According to Laura Bryant, the human eye is capable of seeing between 3 and 10 million colors. No wonder we occasionally get confused. Laura is an award-winning textile artist who founded Prism Yarns in 1986, and has been working with and teaching about color and fiber since. Now her popular color theory workshop is as close as the nearest DVD player with A Fiber Artist’s Guide To Color.

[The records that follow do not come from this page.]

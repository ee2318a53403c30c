// tests/common/mod.rs

use std::sync::Once;

// テスト環境の初期化を一度だけ実行
static INIT: Once = Once::new();

/// テスト環境を初期化
pub fn init_test_env() {
    INIT.call_once(|| {
        if std::path::Path::new(".env.test").exists() {
            dotenvy::from_filename(".env.test").ok();
        } else {
            dotenvy::dotenv().ok();
        }

        // テスト用のログ設定
        let _ = tracing_subscriber::fmt()
            .with_env_filter("affiliate_backend=debug")
            .with_test_writer()
            .try_init();
    });
}
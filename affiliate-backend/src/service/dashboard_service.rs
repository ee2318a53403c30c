// affiliate-backend/src/service/dashboard_service.rs

use std::sync::Arc;

use rust_decimal::Decimal;

use crate::api::dto::dashboard_dto::{ActivityOut, DashboardQuery, DashboardSummaryResponse};
use crate::domain::user_model::UserRole;
use crate::error::{AppError, AppResult};
use crate::middleware::auth::AuthenticatedUser;
use crate::repository::activity_log_repository::ActivityLogRepository;
use crate::repository::campaign_repository::CampaignRepository;
use crate::repository::report_repository::ReportRepository;
use crate::repository::user_repository::UserRepository;

/// アクティビティフィードの表示件数
const ACTIVITY_FEED_LIMIT: u64 = 10;

#[derive(Clone)]
pub struct DashboardService {
    report_repo: Arc<ReportRepository>,
    campaign_repo: Arc<CampaignRepository>,
    activity_log_repo: Arc<ActivityLogRepository>,
    user_repo: Arc<UserRepository>,
}

impl DashboardService {
    pub fn new(
        report_repo: Arc<ReportRepository>,
        campaign_repo: Arc<CampaignRepository>,
        activity_log_repo: Arc<ActivityLogRepository>,
        user_repo: Arc<UserRepository>,
    ) -> Self {
        Self {
            report_repo,
            campaign_repo,
            activity_log_repo,
            user_repo,
        }
    }

    /// 会社スコープを解決する。会社は自社固定、管理者は任意
    async fn resolve_scope(
        &self,
        auth: &AuthenticatedUser,
        requested: Option<i32>,
    ) -> AppResult<Option<i32>> {
        match auth.role {
            UserRole::Admin => Ok(requested),
            UserRole::Company => {
                let user = self
                    .user_repo
                    .find_by_id(auth.user_id)
                    .await?
                    .ok_or_else(|| AppError::Unauthorized("User not found".to_string()))?;
                Ok(user.company_id)
            }
            UserRole::Influencer => Err(AppError::Forbidden("Access denied".to_string())),
        }
    }

    /// レポート合計とアクティブキャンペーン数のサマリ
    pub async fn summary(
        &self,
        auth: &AuthenticatedUser,
        query: DashboardQuery,
    ) -> AppResult<DashboardSummaryResponse> {
        let company_id = self.resolve_scope(auth, query.company_id).await?;

        let totals = self.report_repo.totals(company_id).await?;
        let active_campaigns = self.campaign_repo.count_active(company_id).await?;

        Ok(DashboardSummaryResponse {
            active_campaigns,
            total_clicks: totals.total_clicks.unwrap_or(0),
            total_sales: totals.total_sales.unwrap_or(0),
            total_commission: totals.total_commission.unwrap_or(Decimal::ZERO),
        })
    }

    /// 直近のアクティビティフィード
    pub async fn activity(
        &self,
        auth: &AuthenticatedUser,
        query: DashboardQuery,
    ) -> AppResult<Vec<ActivityOut>> {
        let company_id = self.resolve_scope(auth, query.company_id).await?;

        let logs = self
            .activity_log_repo
            .find_recent(company_id, ACTIVITY_FEED_LIMIT)
            .await?;

        Ok(logs.into_iter().map(ActivityOut::from).collect())
    }
}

|Laura makes a peaceful river from "quite a
pile of yarn." (Look like your stash?)
Serious color theory involves a lot of physics, with talk of wavelengths, absorption, reflection and other words that tell us nothing about what combinations of color in warp and weft will create pretty scarves, towels or yardage. Laura covers the technical stuff in language fiber folks understand using visuals that make us happy…YARN — balls and skeins and bunches of it — in way more than 64 colors. I’m eager to try her method of arranging hue values by building a “river of color” that positions all kinds of yarns, shiny, dull, variegated or solids, from light to heavy according to their relative color weight. When she shows the whole process again at “warp” speed, you’ll watch the yarn river transition from stage-four rapids to smooth, calm water in a few seconds. So how does this yarn river help you choose colors? Stick to colors from one quadrant, Laura advises, and you’ll be surprised how many different colors that can include.

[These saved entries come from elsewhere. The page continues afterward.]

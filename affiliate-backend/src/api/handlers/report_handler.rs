// affiliate-backend/src/api/handlers/report_handler.rs

use axum::{
    extract::{Query, State},
    routing::{get, post},
    Json, Router,
};

use crate::api::dto::report_dto::{ReportCreate, ReportListResponse, ReportOut, ReportQuery};
use crate::api::AppState;
use crate::error::AppResult;
use crate::middleware::auth::AuthenticatedUser;

/// レポート作成
pub async fn create_report_handler(
    user: AuthenticatedUser,
    State(app_state): State<AppState>,
    Json(request): Json<ReportCreate>,
) -> AppResult<Json<ReportOut>> {
    Ok(Json(
        app_state.report_service.create_report(&user, request).await?,
    ))
}

/// ロール別スコープのレポート一覧と集計
pub async fn get_report_handler(
    user: AuthenticatedUser,
    Query(query): Query<ReportQuery>,
    State(app_state): State<AppState>,
) -> AppResult<Json<ReportListResponse>> {
    Ok(Json(
        app_state.report_service.get_reports(&user, query).await?,
    ))
}

/// レポートのルーター
pub fn report_router(app_state: AppState) -> Router {
    Router::new()
        .route("/reports/create", post(create_report_handler))
        .route("/Affiliate/GetReport", get(get_report_handler))
        .with_state(app_state)
}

Color and pattern variations take this plaid
from garish to "Wow!"
Other exercises using Color-aid® papers and color printouts of computer drafts demonstrate the importance of proportion and color interaction in building successful color stories. For example, start with five consecutive colors in equal-width warp stripes. Repeat this sequence in the treadling to make a pretty garish plaid. Use Fibonacci numbers to vary the width of some of the color stripes. Now remove one of the colors and replace it with a lighter or heavier (her word for darker) value of that color. Do it again with another color. Throw in something unexpected and voila! Textiles go from nice to "Wow!"
Anybody want to color?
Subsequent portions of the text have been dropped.